Judge Cooley, in his treatise on Constitutional Limitations, 4th ed., p. 430, says:—“In the great anxiety on the part of our legislators to make the most ample provision for speedy relief from unlawful confinement, authority to issue the writ of habeas corpus has been conferred upon inferior judicial officers, who make use of it sometimes as if it were a writ of error, under which they might correct the errors and irregularities of other judges and courts, whatever their relative jurisdiction and dignity. Any such employment of the writ is an abuse. Where a party who is in confinement under judicial process is brought up on habeas corpus, the court or- judge before whom he is returned will inquire— 1. Whether the court or officer issuing the process under which he is detained, had jurisdiction of the case, and has acted within that jurisdiction in issuing such process. If so, mere irregularities or errors of judgment in the exercise of that jurisdiction must be disregarded on this writ, and must be corrected either by the court issuing the process or on regular appellate proceedings. 2. If the process is not void for want of jurisdiction, the further inquiry will be made, whether, by law, the case is bailable, and if so, bail will be taken if the party offers it; otherwise he will be remanded to the proper custody.” In Hurd on Habeas Corpus, 2d ed., p. 327, it is said:—“ The habeas corpus, as before intimated, cannot have the force and effect of a writ of error or certiorari; nor is it designed as a substitute for either. It does not, like them, deal with errors or irregularities which render a proceeding voidable only; but with those radical defects which render it absolutely void.” The same doctrine is laid down in Freeman on Judgments, §§ 619 and 622; 1 Bishop Crim. Proced., § 1410 ; 1 Bouvier’s Law Dict., tit. Habeas Corpus, § 14.

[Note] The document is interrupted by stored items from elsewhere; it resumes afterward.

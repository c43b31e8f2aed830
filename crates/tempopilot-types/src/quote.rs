//! Swap quotes.
//!
//! A quote is valid only until the next quote request replaces it. Swaps are
//! always executed against the most recent quote of the session.

use chrono::{DateTime, Utc};
use rust_decimal::Decimal;
use serde::{Deserialize, Serialize};

use crate::money;
use crate::{AssetId, Result, TempoPilotError};

/// A price quote for selling `amount_in` of `asset_in` for `asset_out`.
#[derive(Debug, Clone, PartialEq, Eq, Serialize, Deserialize)]
pub struct Quote {
    pub asset_in: AssetId,
    pub asset_out: AssetId,
    /// Input amount in whole token units.
    pub amount_in: Decimal,
    /// Quoted output amount in whole token units.
    pub amount_out: Decimal,
    /// Input amount in token base units (what the swap commits).
    pub amount_in_units: u128,
    /// Quoted output amount in token base units.
    pub amount_out_units: u128,
    pub quoted_at: DateTime<Utc>,
}

impl Quote {
    /// Build a quote from base-unit amounts.
    ///
    /// # Errors
    /// Returns [`TempoPilotError::InvalidQuote`] if either amount is zero or
    /// does not fit a decimal.
    pub fn from_units(
        asset_in: AssetId,
        asset_out: AssetId,
        amount_in_units: u128,
        amount_out_units: u128,
        decimals: u32,
    ) -> Result<Self> {
        if amount_in_units == 0 || amount_out_units == 0 {
            return Err(TempoPilotError::InvalidQuote {
                reason: format!(
                    "amounts must be positive (in={amount_in_units}, out={amount_out_units})"
                ),
            });
        }
        let to_decimal = |units| {
            money::token_units_to_decimal(units, decimals).ok_or_else(|| {
                TempoPilotError::InvalidQuote {
                    reason: format!("{units} base units out of range"),
                }
            })
        };
        Ok(Self {
            amount_in: to_decimal(amount_in_units)?,
            amount_out: to_decimal(amount_out_units)?,
            asset_in,
            asset_out,
            amount_in_units,
            amount_out_units,
            quoted_at: Utc::now(),
        })
    }

    /// `amount_out / amount_in`, or `None` if the ratio does not fit a
    /// decimal (or `amount_in` is zero on a hand-built quote).
    #[must_use]
    pub fn implied_price(&self) -> Option<Decimal> {
        self.amount_out.checked_div(self.amount_in)
    }

    /// Whether this quote describes a swap of `asset_in` for `asset_out`.
    #[must_use]
    pub fn covers(&self, asset_in: &AssetId, asset_out: &AssetId) -> bool {
        self.asset_in == *asset_in && self.asset_out == *asset_out
    }
}

impl std::fmt::Display for Quote {
    fn fmt(&self, f: &mut std::fmt::Formatter<'_>) -> std::fmt::Result {
        write!(f, "{} -> {:.4}", self.amount_in, self.amount_out)
    }
}

/// Test helpers.
#[cfg(any(test, feature = "test-helpers"))]
impl Quote {
    /// Quote of `amount_in` whole units at `price`, with 6-decimal tokens.
    pub fn dummy(amount_in: i64, price: Decimal) -> Self {
        let amount_in = Decimal::from(amount_in);
        let amount_out = amount_in * price;
        Self {
            asset_in: AssetId::alpha_usd(),
            asset_out: AssetId::beta_usd(),
            amount_in,
            amount_out,
            amount_in_units: money::decimal_to_token_units(amount_in, 6).unwrap_or_default(),
            amount_out_units: money::decimal_to_token_units(amount_out, 6).unwrap_or_default(),
            quoted_at: Utc::now(),
        }
    }
}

We will conclude our already too protracted discussion by saying that a careful review of the decided cases upon this subject has fully convinced us that there is a very great preponderance of judicial authority in favor of the proposi*392tion that a writ of habeas corpus cannot be made the vehicle of determining mere errors and irregularities of procedure, where the court had jurisdiction and the sentence did not transcend the authority of law and where the commitment was in due form. Ex parte Parks, 9 U. S. R., 18, 23 ; Wight's case, 134 id., 148 ; State v. Towle, 42 N. Hamp., 540 ; Ex parte Kellogg, 6 Verm., 509 ; In re Greenough, 31 id., 279 ; O'Malia v. Wentworth, 65 Maine, 129, 132 ; Ross’s case, 2 Pick., 165, 171 ; Adams v.Vose, 1 Gray, 51 ; Fleming v. Clark, 12 Allen, 191 ; People v. Liscomb, 60 N. York, 559, 574 ; Petition of Crandall, 34 Wis., 177 ; Ex parte Gibson, 31 Cal., 619 ; Ex parte McCullough, 35 id., 97 ; Ex parte Mirande, 73 id., 365 ; Ex parte Shaw, 7 Ohio St., 81 ; Ex parte Van Hagan, 25 id., 426 ; Perry v. The State, 41 Texas, 488 ; Pitner v. The State, 44 id., 578 ; Matter of Eaton, 27 Mich., 1 ; Matter of Underwood, 30 id., 502 ; Commonwealth v. Lecky, 1 Watts, 66, 68 ; Ex parte Winston, 9 Nevada, 71 ; Ex parte Edwards, 11 Florida, 184 ; Emanuel v. The State, 36 Miss., 627 ; State v. Fenderson, 28 Louis. An., 82 ; Ex parte Parks, 1 Hughes, 604 ; Bethell’s case, 1 Salk., 348 ; In re Newton, 16 Com. Bench, 97.

There was no error in the judgment complained of.

In this opinion the other judges concurred.